◆ Required action
Each line containing the string "Some" should be copied out of the entries.
(Record set)
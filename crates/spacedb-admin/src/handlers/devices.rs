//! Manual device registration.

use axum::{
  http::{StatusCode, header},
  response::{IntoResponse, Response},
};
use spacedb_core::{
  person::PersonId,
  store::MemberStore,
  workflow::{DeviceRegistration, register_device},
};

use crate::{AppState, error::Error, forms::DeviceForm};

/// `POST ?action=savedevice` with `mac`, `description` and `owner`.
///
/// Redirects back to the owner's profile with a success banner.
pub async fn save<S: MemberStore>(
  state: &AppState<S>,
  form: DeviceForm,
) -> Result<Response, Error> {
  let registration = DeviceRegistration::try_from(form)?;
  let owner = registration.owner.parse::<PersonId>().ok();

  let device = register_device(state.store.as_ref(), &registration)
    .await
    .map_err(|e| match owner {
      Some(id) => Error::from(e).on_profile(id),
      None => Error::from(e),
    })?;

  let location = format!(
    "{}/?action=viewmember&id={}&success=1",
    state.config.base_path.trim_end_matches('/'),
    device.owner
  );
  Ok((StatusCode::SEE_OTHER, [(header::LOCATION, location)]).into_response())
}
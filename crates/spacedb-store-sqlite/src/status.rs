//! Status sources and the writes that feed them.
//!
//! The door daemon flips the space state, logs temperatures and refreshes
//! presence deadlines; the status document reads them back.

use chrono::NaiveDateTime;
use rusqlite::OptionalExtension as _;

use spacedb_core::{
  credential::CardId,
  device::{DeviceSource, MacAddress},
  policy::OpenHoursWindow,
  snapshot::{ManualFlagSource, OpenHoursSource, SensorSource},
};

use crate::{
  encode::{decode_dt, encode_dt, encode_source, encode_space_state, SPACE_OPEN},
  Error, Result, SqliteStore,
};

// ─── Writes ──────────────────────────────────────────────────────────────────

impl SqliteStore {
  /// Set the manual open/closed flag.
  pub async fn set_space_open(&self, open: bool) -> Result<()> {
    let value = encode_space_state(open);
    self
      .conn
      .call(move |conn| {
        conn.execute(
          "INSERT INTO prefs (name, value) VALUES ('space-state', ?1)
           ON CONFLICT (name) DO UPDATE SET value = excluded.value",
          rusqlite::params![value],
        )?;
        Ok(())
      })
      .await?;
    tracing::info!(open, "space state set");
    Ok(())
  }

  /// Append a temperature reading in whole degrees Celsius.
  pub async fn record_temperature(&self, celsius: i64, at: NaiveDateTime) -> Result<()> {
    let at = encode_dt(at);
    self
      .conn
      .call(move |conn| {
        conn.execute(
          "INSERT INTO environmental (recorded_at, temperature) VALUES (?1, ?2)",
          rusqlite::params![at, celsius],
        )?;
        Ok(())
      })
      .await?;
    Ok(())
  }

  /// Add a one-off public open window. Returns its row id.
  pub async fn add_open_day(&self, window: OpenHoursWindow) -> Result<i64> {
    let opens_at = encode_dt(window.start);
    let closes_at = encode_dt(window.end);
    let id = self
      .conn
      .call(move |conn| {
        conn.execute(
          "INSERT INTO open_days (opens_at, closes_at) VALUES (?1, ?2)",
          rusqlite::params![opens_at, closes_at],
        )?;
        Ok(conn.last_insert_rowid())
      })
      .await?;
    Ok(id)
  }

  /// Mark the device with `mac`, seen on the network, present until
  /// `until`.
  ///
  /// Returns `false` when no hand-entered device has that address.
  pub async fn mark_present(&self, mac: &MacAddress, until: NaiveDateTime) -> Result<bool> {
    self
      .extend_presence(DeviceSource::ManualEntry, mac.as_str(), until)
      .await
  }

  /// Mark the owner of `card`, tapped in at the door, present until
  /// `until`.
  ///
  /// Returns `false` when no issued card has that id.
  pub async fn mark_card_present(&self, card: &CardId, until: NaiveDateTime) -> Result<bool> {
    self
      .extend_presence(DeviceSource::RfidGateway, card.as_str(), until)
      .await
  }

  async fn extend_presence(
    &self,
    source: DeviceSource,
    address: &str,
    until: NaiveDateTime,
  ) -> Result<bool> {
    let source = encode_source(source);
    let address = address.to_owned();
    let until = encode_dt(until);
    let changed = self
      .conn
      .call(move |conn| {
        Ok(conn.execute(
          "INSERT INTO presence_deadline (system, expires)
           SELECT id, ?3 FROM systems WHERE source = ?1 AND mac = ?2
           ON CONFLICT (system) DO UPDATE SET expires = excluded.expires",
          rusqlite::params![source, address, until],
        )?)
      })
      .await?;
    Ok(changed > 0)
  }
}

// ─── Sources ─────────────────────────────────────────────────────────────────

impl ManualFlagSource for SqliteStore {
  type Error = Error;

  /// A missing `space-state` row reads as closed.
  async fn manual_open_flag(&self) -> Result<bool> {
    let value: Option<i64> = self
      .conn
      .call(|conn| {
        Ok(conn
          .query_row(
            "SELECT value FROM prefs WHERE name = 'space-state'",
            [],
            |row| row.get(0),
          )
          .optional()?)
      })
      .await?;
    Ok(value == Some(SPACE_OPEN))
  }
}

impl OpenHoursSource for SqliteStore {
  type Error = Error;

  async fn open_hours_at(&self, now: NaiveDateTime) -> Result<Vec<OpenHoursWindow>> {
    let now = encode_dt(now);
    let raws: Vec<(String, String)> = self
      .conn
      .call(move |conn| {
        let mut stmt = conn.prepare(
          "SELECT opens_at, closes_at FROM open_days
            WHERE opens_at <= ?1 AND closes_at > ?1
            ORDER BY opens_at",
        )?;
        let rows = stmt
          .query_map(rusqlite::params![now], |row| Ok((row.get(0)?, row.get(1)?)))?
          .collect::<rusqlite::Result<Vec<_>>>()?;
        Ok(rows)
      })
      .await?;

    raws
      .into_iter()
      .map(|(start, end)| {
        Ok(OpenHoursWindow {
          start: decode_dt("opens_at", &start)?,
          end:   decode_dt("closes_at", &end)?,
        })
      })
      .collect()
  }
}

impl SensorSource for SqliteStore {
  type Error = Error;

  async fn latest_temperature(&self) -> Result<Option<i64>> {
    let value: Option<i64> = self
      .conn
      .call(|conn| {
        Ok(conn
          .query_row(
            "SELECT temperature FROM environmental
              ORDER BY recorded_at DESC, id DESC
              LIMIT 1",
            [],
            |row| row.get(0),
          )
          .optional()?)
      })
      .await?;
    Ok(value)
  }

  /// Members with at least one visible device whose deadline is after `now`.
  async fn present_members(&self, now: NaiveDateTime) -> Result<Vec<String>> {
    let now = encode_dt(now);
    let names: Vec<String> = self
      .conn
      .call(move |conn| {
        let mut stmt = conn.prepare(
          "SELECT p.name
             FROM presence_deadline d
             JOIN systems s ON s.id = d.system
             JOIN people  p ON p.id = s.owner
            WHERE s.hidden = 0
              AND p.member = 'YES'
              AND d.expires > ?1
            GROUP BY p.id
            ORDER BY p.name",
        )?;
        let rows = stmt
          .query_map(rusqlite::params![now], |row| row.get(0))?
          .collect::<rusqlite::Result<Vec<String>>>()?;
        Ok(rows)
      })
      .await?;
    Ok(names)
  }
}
(End Record set)
◆ Expected answer
      Some(id) => Error::from(e).on_profile(id),
    Ok(value == Some(SPACE_OPEN))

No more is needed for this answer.